Matthew Hornbostel's adventure gameClick Here to download the official Traveler's Enigma Screensaver |
"Traveler's Enigma" is a first-person PC adventure game designed by Matthew Lyles Hornbostel. Following in the footsteps of games like "Rhem", "Alida", and "The Crystal Key", "Traveler's Enigma" is essentially a single person's project. As such, it has been and still is a long journey from concept to completion; the effort to make an epic adventure game with a large number of places, puzzles, and story ideas was difficult and time-consuming.
Basically, this game production was one I began in August 2005... and basically shelved at the end of 2008. I had seriously considered leaving it unfinished indefinitely... as it's effectively a train wreck and a technical/creative embarrassment. It is a very very poor, disjointed attempt at a first-person adventure game... stuck in 640x480 resolution with puzzles that feel tacked-on and way, way too much text.

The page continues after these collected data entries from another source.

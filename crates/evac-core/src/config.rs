//! Routing configuration.
//!
//! All tunables of the routing pipeline live in one [`RoutingConfig`] so an
//! application can load them from a single JSON file.  Every field has a
//! default; a config file only needs the fields it changes.

use std::path::{Path, PathBuf};

use serde::{Deserialize, Serialize};

use crate::{CoreError, CoreResult};

/// Tunables for network loading, snapping and search.
#[derive(Clone, Debug, PartialEq, Serialize, Deserialize)]
#[serde(default)]
pub struct RoutingConfig {
    /// Root of the network data tree (`{data_dir}/{area}/{mode}/…`).
    pub data_dir: PathBuf,

    /// Start/end points farther than this from every edge are rejected.
    pub max_snap_distance_m: f64,

    /// Snapping tolerance for range (isochrone) queries.
    pub range_snap_distance_m: f64,

    /// Radius, in degrees, of the bounding-box candidate search around a
    /// query point.  Candidates are then ranked by true distance.
    pub candidate_radius_deg: f64,

    /// Fraction by which edge bounding boxes are padded in the R-tree.
    pub bbox_padding: f64,

    /// Node expansions allowed per search before it gives up.
    pub step_limit: usize,

    /// How many heap pops pass between polls of the cancellation flag.
    pub cancel_check_interval: usize,
}

impl Default for RoutingConfig {
    fn default() -> Self {
        Self {
            data_dir:              PathBuf::from("data"),
            max_snap_distance_m:   50.0,
            range_snap_distance_m: 200.0,
            candidate_radius_deg:  0.01,
            bbox_padding:          0.05,
            step_limit:            10_000_000,
            cancel_check_interval: 1024,
        }
    }
}

impl RoutingConfig {
    /// Read a config from a JSON file and validate it.
    pub fn from_json_file(path: &Path) -> CoreResult<Self> {
        let text = std::fs::read_to_string(path)?;
        Self::from_json_str(&text)
    }

    pub fn from_json_str(text: &str) -> CoreResult<Self> {
        let config: RoutingConfig = serde_json::from_str(text)?;
        config.validate()?;
        Ok(config)
    }

    /// Reject values the router cannot work with.
    pub fn validate(&self) -> CoreResult<()> {
        if !(self.max_snap_distance_m > 0.0) {
            return Err(CoreError::Config("max_snap_distance_m must be positive".into()));
        }
        if !(self.range_snap_distance_m > 0.0) {
            return Err(CoreError::Config("range_snap_distance_m must be positive".into()));
        }
        if !(self.candidate_radius_deg > 0.0) {
            return Err(CoreError::Config("candidate_radius_deg must be positive".into()));
        }
        if !(self.bbox_padding >= 0.0) {
            return Err(CoreError::Config("bbox_padding must not be negative".into()));
        }
        if self.cancel_check_interval == 0 {
            return Err(CoreError::Config("cancel_check_interval must be at least 1".into()));
        }
        Ok(())
    }
}
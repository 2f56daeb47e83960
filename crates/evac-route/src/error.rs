//! Route-subsystem error type.
//!
//! The `Display` strings are the messages callers see in a failed
//! [`RouteCollection`](crate::RouteCollection).

use std::fmt;

use evac_core::LonLat;
use evac_network::NetworkError;
use thiserror::Error;

/// Which query point failed to snap.
#[derive(Copy, Clone, Debug, PartialEq, Eq)]
pub enum RoutePoint {
    Start,
    End,
    /// Centre point of a range query.
    Center,
}

impl fmt::Display for RoutePoint {
    fn fmt(&self, f: &mut fmt::Formatter<'_>) -> fmt::Result {
        f.write_str(match self {
            RoutePoint::Start  => "start",
            RoutePoint::End    => "end",
            RoutePoint::Center => "center",
        })
    }
}

#[derive(Debug, Error)]
pub enum RouteError {
    #[error("Network {area} {mode} not found")]
    NetworkNotFound { area: String, mode: String },

    #[error("{which} point not near a line in {area}")]
    PointNotNearNetwork { which: RoutePoint, area: String },

    #[error("No route found between {start} and {end}")]
    NoPathFound { start: LonLat, end: LonLat },

    /// Any other network failure.  A failed route prefixes the message with
    /// `CalculateRoute unexpected error:`.
    #[error(transparent)]
    Network(NetworkError),
}

impl From<NetworkError> for RouteError {
    fn from(err: NetworkError) -> Self {
        match err {
            NetworkError::NetworkMissing { area, mode } => RouteError::NetworkNotFound { area, mode },
            other => RouteError::Network(other),
        }
    }
}

pub type RouteResult<T> = Result<T, RouteError>;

And it's Windows-only, which kinda sucks.
The announcement I'm making now is this: I'm resuming the production, trying to get it patched together quickly with 'duct tape, glue, and twine', or whatever the digital equivalent is... making a 30-40 hour effort, in between other things, to finally get this piece of junk online in some form. The good news - or bad, depending on what your point of view is - is that I'm picking up the project again instead of abandoning it, and "Traveler's Enigma" is actually going to be finished, by December 2011. The bad news? It's not going to be freeware after all. It's going to be a $0.42 item. You can decide whether or not this is an acceptable price to pay for this insane, overblown, ambitious but misguided misfire of a computer game production which has taken far, far too long on the road to release.

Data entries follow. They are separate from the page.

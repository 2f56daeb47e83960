//! Edge features and the lookup tables built over them.
//!
//! An [`EdgeFeature`] is one line of the network's `edges.geojson`: a
//! polyline plus the `source`/`target` node ids it connects.  Edges are what
//! callers get back; the adjacency graph is what the searches walk.  The two
//! are tied together by node ids, so the lookup tables here are keyed by id
//! strings rather than dense indices.

use geo::{Coord, LineString};
use geojson::{Feature, FeatureCollection, GeoJson, Geometry, JsonObject, JsonValue, Value};
use rustc_hash::FxHashMap;
use tracing::warn;

use evac_core::geo::line_length_m;
use evac_core::{EdgeId, LonLat};

use crate::{NetworkError, NetworkResult};

/// Ids of the two virtual slots.  Edges touching them are synthetic.
pub const START_ID: &str = "start";
pub const END_ID: &str = "end";

#[inline]
pub fn is_virtual_id(id: &str) -> bool {
    id == START_ID || id == END_ID
}

// ── EdgeFeature ───────────────────────────────────────────────────────────────

/// One network edge with its geometry and properties.
#[derive(Clone, Debug, PartialEq)]
pub struct EdgeFeature {
    pub id: String,
    pub source: String,
    pub target: String,
    /// Cost source → target.  `None` when the edge is one-way the other way.
    pub cost: Option<f64>,
    /// Cost target → source.
    pub reverse_cost: Option<f64>,
    /// Geometric length in metres, always recomputed from `geometry`.
    pub length: f64,
    pub capacity: Option<f64>,
    pub fid: Option<String>,
    pub geometry: LineString<f64>,
    /// All feature properties as loaded, passed through to output.
    pub properties: JsonObject,
}

impl EdgeFeature {
    /// Build a feature from a line geometry; `length` is computed.
    pub fn new(
        id: impl Into<String>,
        source: impl Into<String>,
        target: impl Into<String>,
        geometry: impl Into<LineString<f64>>,
    ) -> Self {
        let geometry = geometry.into();
        Self {
            id: id.into(),
            source: source.into(),
            target: target.into(),
            cost: None,
            reverse_cost: None,
            length: line_length_m(&geometry),
            capacity: None,
            fid: None,
            geometry,
            properties: JsonObject::new(),
        }
    }

    pub fn with_costs(mut self, cost: Option<f64>, reverse_cost: Option<f64>) -> Self {
        self.cost = cost;
        self.reverse_cost = reverse_cost;
        self
    }

    /// Parse a GeoJSON feature.
    ///
    /// A single-part `MultiLineString` is read as its only part; a multi-part
    /// one is logged and its parts concatenated.
    pub fn from_geojson(feature: &Feature) -> NetworkResult<Self> {
        let properties = feature.properties.clone().unwrap_or_default();
        let id = properties
            .get("id")
            .and_then(json_key)
            .or_else(|| feature.id.as_ref().map(feature_id_key))
            .unwrap_or_default();

        let source = properties
            .get("source")
            .and_then(json_key)
            .ok_or_else(|| NetworkError::InvalidEdge(format!("edge {id:?} has no source")))?;
        let target = properties
            .get("target")
            .and_then(json_key)
            .ok_or_else(|| NetworkError::InvalidEdge(format!("edge {id:?} has no target")))?;

        let geometry: LineString<f64> = match feature.geometry.as_ref().map(|g| &g.value) {
            Some(Value::LineString(coords)) => positions(coords).collect(),
            Some(Value::MultiLineString(parts)) => {
                if parts.len() > 1 {
                    warn!(edge = %id, parts = parts.len(), "edge is a multi-part line; joining parts");
                }
                parts.iter().flat_map(|part| positions(part)).collect()
            }
            _ => {
                return Err(NetworkError::InvalidEdge(format!("edge {id:?} is not a line")));
            }
        };
        if geometry.0.is_empty() {
            return Err(NetworkError::InvalidEdge(format!("edge {id:?} has an empty geometry")));
        }

        Ok(Self {
            cost: properties.get("cost").and_then(JsonValue::as_f64),
            reverse_cost: properties
                .get("reverse_cost")
                .or_else(|| properties.get("reverseCost"))
                .and_then(JsonValue::as_f64),
            capacity: properties.get("capacity").and_then(JsonValue::as_f64),
            fid: properties.get("fid").and_then(json_key),
            length: line_length_m(&geometry),
            id,
            source,
            target,
            geometry,
            properties,
        })
    }

    /// The feature as GeoJSON, with `extra` properties merged on top.
    pub fn to_geojson(&self, extra: JsonObject) -> Feature {
        let mut properties = self.properties.clone();
        properties.insert("id".into(), self.id.clone().into());
        properties.insert("source".into(), self.source.clone().into());
        properties.insert("target".into(), self.target.clone().into());
        properties.insert("length".into(), self.length.into());
        properties.extend(extra);

        Feature {
            bbox: None,
            geometry: Some(Geometry::new(Value::from(&self.geometry))),
            id: None,
            properties: Some(properties),
            foreign_members: None,
        }
    }

    /// The value of `field` as a lookup key.  `id`, `source`, `target` and
    /// `fid` read the typed fields; anything else reads the raw properties.
    pub fn field_key(&self, field: &str) -> Option<String> {
        match field {
            "id" => Some(self.id.clone()),
            "source" => Some(self.source.clone()),
            "target" => Some(self.target.clone()),
            "fid" => self.fid.clone(),
            other => self.properties.get(other).and_then(json_key),
        }
    }

    /// `true` if either end is a virtual slot.
    pub fn touches_virtual(&self) -> bool {
        is_virtual_id(&self.source) || is_virtual_id(&self.target)
    }

    /// `true` if this edge joins `a` and `b`, in either direction.
    pub fn connects(&self, a: &str, b: &str) -> bool {
        (self.source == a && self.target == b) || (self.source == b && self.target == a)
    }
}

fn positions(coords: &[Vec<f64>]) -> impl Iterator<Item = Coord<f64>> + '_ {
    coords.iter().filter_map(|p| LonLat::from_position(p)).map(Coord::from)
}

/// String form of a scalar property (ids arrive as strings or numbers).
fn json_key(value: &JsonValue) -> Option<String> {
    match value {
        JsonValue::String(s) => Some(s.clone()),
        JsonValue::Number(n) => Some(n.to_string()),
        JsonValue::Bool(b) => Some(b.to_string()),
        _ => None,
    }
}

fn feature_id_key(id: &geojson::feature::Id) -> String {
    match id {
        geojson::feature::Id::String(s) => s.clone(),
        geojson::feature::Id::Number(n) => n.to_string(),
    }
}

// ── EdgeCollection ────────────────────────────────────────────────────────────

/// The ordered edge features of one network.
///
/// `revision` changes on every mutation so indexes built over the collection
/// can tell that they are out of date.
#[derive(Clone, Debug, Default)]
pub struct EdgeCollection {
    features: Vec<EdgeFeature>,
    revision: u64,
}

impl EdgeCollection {
    pub fn new(features: Vec<EdgeFeature>) -> Self {
        Self { features, revision: 0 }
    }

    /// Parse a GeoJSON `FeatureCollection`.  A feature that cannot be read
    /// as an edge fails the whole collection.
    pub fn from_geojson_str(text: &str) -> NetworkResult<Self> {
        let collection = match text.parse::<GeoJson>()? {
            GeoJson::FeatureCollection(fc) => fc,
            GeoJson::Feature(f) => FeatureCollection { bbox: None, features: vec![f], foreign_members: None },
            GeoJson::Geometry(_) => {
                return Err(NetworkError::InvalidEdge("expected a FeatureCollection, got a bare geometry".into()));
            }
        };
        let features = collection
            .features
            .iter()
            .map(EdgeFeature::from_geojson)
            .collect::<NetworkResult<Vec<_>>>()?;
        Ok(Self::new(features))
    }

    pub fn to_geojson(&self) -> FeatureCollection {
        FeatureCollection {
            bbox: None,
            features: self.features.iter().map(|f| f.to_geojson(JsonObject::new())).collect(),
            foreign_members: None,
        }
    }

    #[inline]
    pub fn len(&self) -> usize {
        self.features.len()
    }

    #[inline]
    pub fn is_empty(&self) -> bool {
        self.features.is_empty()
    }

    #[inline]
    pub fn revision(&self) -> u64 {
        self.revision
    }

    #[inline]
    pub fn get(&self, id: EdgeId) -> Option<&EdgeFeature> {
        self.features.get(id.index())
    }

    pub fn iter(&self) -> impl Iterator<Item = (EdgeId, &EdgeFeature)> + '_ {
        self.features.iter().enumerate().map(|(i, f)| (EdgeId(i as u32), f))
    }

    pub fn as_slice(&self) -> &[EdgeFeature] {
        &self.features
    }

    pub fn push(&mut self, feature: EdgeFeature) -> EdgeId {
        self.revision += 1;
        self.features.push(feature);
        EdgeId((self.features.len() - 1) as u32)
    }

    pub fn pop(&mut self) -> Option<EdgeFeature> {
        self.revision += 1;
        self.features.pop()
    }
}

// ── EdgeIndex ─────────────────────────────────────────────────────────────────

/// `source id → target id → edge`, for O(1) feature lookup while rebuilding
/// a path.  Edges touching the virtual slots are left out.  When two edges
/// share a `(source, target)` pair the later one wins.
#[derive(Clone, Debug, Default)]
pub struct EdgeIndex {
    by_source: FxHashMap<String, FxHashMap<String, EdgeId>>,
}

impl EdgeIndex {
    pub fn build(edges: &EdgeCollection) -> Self {
        let mut by_source: FxHashMap<String, FxHashMap<String, EdgeId>> = FxHashMap::default();
        for (id, feature) in edges.iter() {
            if feature.touches_virtual() {
                continue;
            }
            by_source
                .entry(feature.source.clone())
                .or_default()
                .insert(feature.target.clone(), id);
        }
        Self { by_source }
    }

    #[inline]
    pub fn get(&self, source: &str, target: &str) -> Option<EdgeId> {
        self.by_source.get(source)?.get(target).copied()
    }

    /// Edges leaving `source`, as `(target id, edge)`.
    pub fn outgoing<'a>(&'a self, source: &str) -> impl Iterator<Item = (&'a str, EdgeId)> + use<'a> {
        self.by_source
            .get(source)
            .into_iter()
            .flat_map(|targets| targets.iter().map(|(t, &e)| (t.as_str(), e)))
    }

    pub fn len(&self) -> usize {
        self.by_source.values().map(FxHashMap::len).sum()
    }

    pub fn is_empty(&self) -> bool {
        self.by_source.is_empty()
    }
}

// ── FieldIndex ────────────────────────────────────────────────────────────────

/// Edge lookup by the value of one property (`id`, `fid`, …).  Later edges
/// win on duplicate values.
#[derive(Clone, Debug)]
pub struct FieldIndex {
    field: String,
    by_value: FxHashMap<String, EdgeId>,
}

impl FieldIndex {
    pub fn build(edges: &EdgeCollection, field: &str) -> Self {
        let by_value = edges
            .iter()
            .filter_map(|(id, f)| f.field_key(field).map(|key| (key, id)))
            .collect();
        Self { field: field.to_owned(), by_value }
    }

    pub fn field(&self) -> &str {
        &self.field
    }

    #[inline]
    pub fn get(&self, value: &str) -> Option<EdgeId> {
        self.by_value.get(value).copied()
    }

    pub fn len(&self) -> usize {
        self.by_value.len()
    }

    pub fn is_empty(&self) -> bool {
        self.by_value.is_empty()
    }
}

You are a scientist some 40 years in the future. The world has largely been destroyed through war, economic chaos, disease pandemics, and the depletion of vital natural resources. The remnants of the human race have formed a tightly controlled social system. Freedoms and individual rights are ceded in exchange for peace, security, stability, food, and water. Even this marginally acceptable social order is now collapsing. You are a scientist on a top-secret research project. Your goal is - or was - to create an interdimensional gateway; a bridge to the past in an attempt to change it. However, the experiment has not gone as planned...

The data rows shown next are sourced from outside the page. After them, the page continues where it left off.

//! Point-to-point shortest-path search.
//!
//! # Algorithm
//!
//! [`bidirectional`] runs two Dijkstra frontiers at once: forward from one or
//! more weighted sources over successor entries, backward from the target
//! over predecessor entries.  Every time a node's cost improves on one side
//! while the other side has a finite cost for it, the sum is a candidate
//! for the best total `μ` and the node becomes the meeting node.  Each
//! iteration settles one node per side; the search stops once the two
//! settled costs add up to at least `μ`, or either frontier runs dry.
//!
//! The result is expressed as a forward shortest-path tree: the backward
//! half-path from the meeting node is stitched onto the forward `previous`
//! array, so [`find_path`] walks a single array from target to source.
//!
//! # Cost units
//!
//! Costs are whatever the network's adjacency values are (seconds, metres or
//! a blend), optionally weighted per mode by [`ModeCosts`].

use std::sync::Arc;
use std::sync::atomic::{AtomicBool, Ordering};
use std::time::Instant;

use tracing::{debug, warn};

use evac_core::{ModeCosts, NodeIndex, RoutingConfig};

use crate::graph::{Adjacency, RoutingGraph};
use crate::heap::PriorityQueue;
use crate::{NetworkError, NetworkResult};

// ── Inputs ────────────────────────────────────────────────────────────────────

/// A search origin given by node id, with the cost already spent reaching it.
#[derive(Clone, Debug, PartialEq)]
pub struct SourceNode {
    pub id: String,
    pub cost: f64,
}

impl SourceNode {
    pub fn new(id: impl Into<String>, cost: f64) -> Self {
        Self { id: id.into(), cost }
    }
}

/// A resolved search origin.
#[derive(Copy, Clone, Debug, PartialEq)]
pub struct NodeCost {
    pub node: NodeIndex,
    pub cost: f64,
}

/// Resolve source ids to indices.  Unknown ids are logged and skipped.
pub fn resolve_sources<G: RoutingGraph>(graph: &G, sources: &[SourceNode]) -> Vec<NodeCost> {
    sources
        .iter()
        .filter_map(|source| match graph.find_node(&source.id) {
            Some(node) => Some(NodeCost { node, cost: source.cost }),
            None => {
                warn!(node = %source.id, "source node not found in graph; skipped");
                None
            }
        })
        .collect()
}

// ── Cancellation and limits ───────────────────────────────────────────────────

/// Shared flag that asks a running search to stop.
#[derive(Clone, Debug, Default)]
pub struct CancelToken(Arc<AtomicBool>);

impl CancelToken {
    pub fn new() -> Self {
        Self::default()
    }

    pub fn cancel(&self) {
        self.0.store(true, Ordering::Relaxed);
    }

    pub fn is_cancelled(&self) -> bool {
        self.0.load(Ordering::Relaxed)
    }
}

/// Limits applied to one search.
#[derive(Clone, Debug)]
pub struct SearchControl {
    pub cancel: Option<CancelToken>,
    /// Maximum number of settled nodes.
    pub step_limit: usize,
    /// Settled nodes between polls of `cancel`.
    pub check_interval: usize,
}

impl Default for SearchControl {
    fn default() -> Self {
        Self::from_config(&RoutingConfig::default())
    }
}

impl SearchControl {
    pub fn from_config(config: &RoutingConfig) -> Self {
        Self {
            cancel: None,
            step_limit: config.step_limit,
            check_interval: config.cancel_check_interval.max(1),
        }
    }

    pub fn with_cancel(mut self, token: CancelToken) -> Self {
        self.cancel = Some(token);
        self
    }

    /// Called once per settled node with the running count.
    #[inline]
    pub(crate) fn tick(&self, steps: usize) -> NetworkResult<()> {
        if steps > self.step_limit {
            return Err(NetworkError::StepLimitExceeded(self.step_limit));
        }
        if steps % self.check_interval == 0 && self.cancel.as_ref().is_some_and(CancelToken::is_cancelled) {
            return Err(NetworkError::Cancelled);
        }
        Ok(())
    }
}

// ── Edge cost ─────────────────────────────────────────────────────────────────

/// Weighted cost of the entry `from → to`; `+∞` when there is no passable
/// entry.
#[inline]
pub fn edge_cost<G: RoutingGraph>(graph: &G, from: NodeIndex, to: NodeIndex, mode_costs: Option<&ModeCosts>) -> f64 {
    match graph.entry(from, to) {
        Some(Adjacency::Allowed(raw)) => match mode_costs {
            None => raw,
            Some(modes) => modes.apply(raw, graph.category(from), graph.category(to)),
        },
        _ => f64::INFINITY,
    }
}

// ── Result ────────────────────────────────────────────────────────────────────

/// Forward shortest-path tree towards one target.
///
/// `previous[v]` is `NodeIndex::NONE` for sources and unreached nodes.
#[derive(Clone, Debug)]
pub struct ShortestPathTree {
    pub costs: Vec<f64>,
    pub previous: Vec<NodeIndex>,
    pub target: NodeIndex,
    pub total_cost: f64,
}

/// One step of a reconstructed path.
#[derive(Clone, Debug, PartialEq)]
pub struct PathNode {
    pub index: NodeIndex,
    pub id: String,
}

// ── Bidirectional Dijkstra ────────────────────────────────────────────────────

struct Frontier {
    costs: Vec<f64>,
    previous: Vec<NodeIndex>,
    visited: Vec<bool>,
    heap: PriorityQueue,
}

impl Frontier {
    fn new(n: usize) -> Self {
        Self {
            costs: vec![f64::INFINITY; n],
            previous: vec![NodeIndex::NONE; n],
            visited: vec![false; n],
            heap: PriorityQueue::new(),
        }
    }

    /// Pop the cheapest unsettled node and settle it.  Stale entries are
    /// discarded.
    fn settle_next(&mut self) -> Option<NodeIndex> {
        while let Some(entry) = self.heap.extract_min() {
            let node = entry.value;
            if !self.visited[node.index()] {
                self.visited[node.index()] = true;
                return Some(node);
            }
        }
        None
    }
}

/// Best meeting found so far.
struct Meeting {
    cost: f64,
    node: NodeIndex,
}

impl Meeting {
    #[inline]
    fn offer(&mut self, node: NodeIndex, forward: f64, backward: f64) {
        let total = forward + backward;
        if total < self.cost {
            self.cost = total;
            self.node = node;
        }
    }
}

/// Shortest path from `sources` to `target`.
///
/// Returns `Ok(None)` when the target is unreachable (or no source resolves).
/// An unknown target id is [`NetworkError::NodeNotFound`].
pub fn bidirectional<G: RoutingGraph>(
    graph: &G,
    sources: &[SourceNode],
    target: &str,
    mode_costs: Option<&ModeCosts>,
    control: &SearchControl,
) -> NetworkResult<Option<ShortestPathTree>> {
    let target = graph
        .find_node(target)
        .ok_or_else(|| NetworkError::NodeNotFound(target.to_owned()))?;
    let origins = resolve_sources(graph, sources);
    bidirectional_indexed(graph, &origins, target, mode_costs, control)
}

/// [`bidirectional`] over already-resolved indices.
pub fn bidirectional_indexed<G: RoutingGraph>(
    graph: &G,
    sources: &[NodeCost],
    target: NodeIndex,
    mode_costs: Option<&ModeCosts>,
    control: &SearchControl,
) -> NetworkResult<Option<ShortestPathTree>> {
    let started = Instant::now();
    let n = graph.node_count();
    let mut fwd = Frontier::new(n);
    let mut bwd = Frontier::new(n);
    let mut best = Meeting { cost: f64::INFINITY, node: NodeIndex::NONE };

    for &NodeCost { node, cost } in sources {
        if cost < fwd.costs[node.index()] {
            fwd.costs[node.index()] = cost;
            fwd.heap.insert(cost, node);
        }
    }
    bwd.costs[target.index()] = 0.0;
    bwd.heap.insert(0.0, target);
    if fwd.costs[target.index()].is_finite() {
        best.offer(target, fwd.costs[target.index()], 0.0);
    }

    let mut steps = 0usize;
    loop {
        let Some(u) = fwd.settle_next() else { break };
        steps += 1;
        control.tick(steps)?;
        let Some(v) = bwd.settle_next() else { break };
        steps += 1;
        control.tick(steps)?;

        let fu = fwd.costs[u.index()];
        for (next, _) in graph.successors(u) {
            if fwd.visited[next.index()] {
                continue;
            }
            let alt = fu + edge_cost(graph, u, next, mode_costs);
            if alt < fwd.costs[next.index()] {
                fwd.costs[next.index()] = alt;
                fwd.previous[next.index()] = u;
                fwd.heap.insert(alt, next);
                if bwd.costs[next.index()].is_finite() {
                    best.offer(next, alt, bwd.costs[next.index()]);
                }
            }
        }

        let bv = bwd.costs[v.index()];
        for (prev, _) in graph.predecessors(v) {
            if bwd.visited[prev.index()] {
                continue;
            }
            let alt = bv + edge_cost(graph, prev, v, mode_costs);
            if alt < bwd.costs[prev.index()] {
                bwd.costs[prev.index()] = alt;
                bwd.previous[prev.index()] = v;
                bwd.heap.insert(alt, prev);
                if fwd.costs[prev.index()].is_finite() {
                    best.offer(prev, fwd.costs[prev.index()], alt);
                }
            }
        }

        if best.cost.is_finite() && fu + bv >= best.cost {
            break;
        }
    }

    debug!(
        settled = steps,
        cost = best.cost,
        elapsed_us = started.elapsed().as_micros() as u64,
        "bidirectional search finished"
    );

    if !best.cost.is_finite() {
        return Ok(None);
    }

    // Stitch the backward half onto the forward tree.
    let Frontier { mut costs, mut previous, .. } = fwd;
    let mut step = best.node;
    let mut hops = 0;
    while step != target && hops < n {
        let next = bwd.previous[step.index()];
        if next == NodeIndex::NONE {
            break;
        }
        previous[next.index()] = step;
        costs[next.index()] = costs[step.index()] + edge_cost(graph, step, next, mode_costs);
        step = next;
        hops += 1;
    }

    let total_cost = costs[target.index()];
    Ok(Some(ShortestPathTree { costs, previous, target, total_cost }))
}

// ── Path walk ─────────────────────────────────────────────────────────────────

/// Walk `previous` back from `dest` to a node without a predecessor and
/// return the path source-first.  Empty when `dest` has no predecessor.
pub fn find_path<G: RoutingGraph>(graph: &G, previous: &[NodeIndex], dest: NodeIndex) -> Vec<PathNode> {
    let has_previous = previous
        .get(dest.index())
        .is_some_and(|p| p.is_some());
    if !has_previous {
        return Vec::new();
    }

    let mut path = Vec::new();
    let mut step = dest;
    // A well-formed tree never repeats a node; the cap guards against cycles.
    while step.is_some() && path.len() <= previous.len() {
        path.push(PathNode { index: step, id: graph.node_id(step).to_owned() });
        step = previous[step.index()];
    }
    path.reverse();
    path
}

Note: While certain aspects of the storyline remain the same as before, others have been heavily revised, over and over. Some of it might not really fit together well and some of it is, let's just say, pretty loopy and crazy and weird, with deeply disturbing content, a lot of ambiguity, and some religious themes viewed in unusual ways. I'm trying to make this pile of random bits from my 'past self' fit together better but I don't think it will be at all coherent... just take it 'as is', a bunch of intriguing dark weirdness that doesn't make a hell of a lot of sense. I'll just do the best I can with it, given the timeframe I've assigned myself.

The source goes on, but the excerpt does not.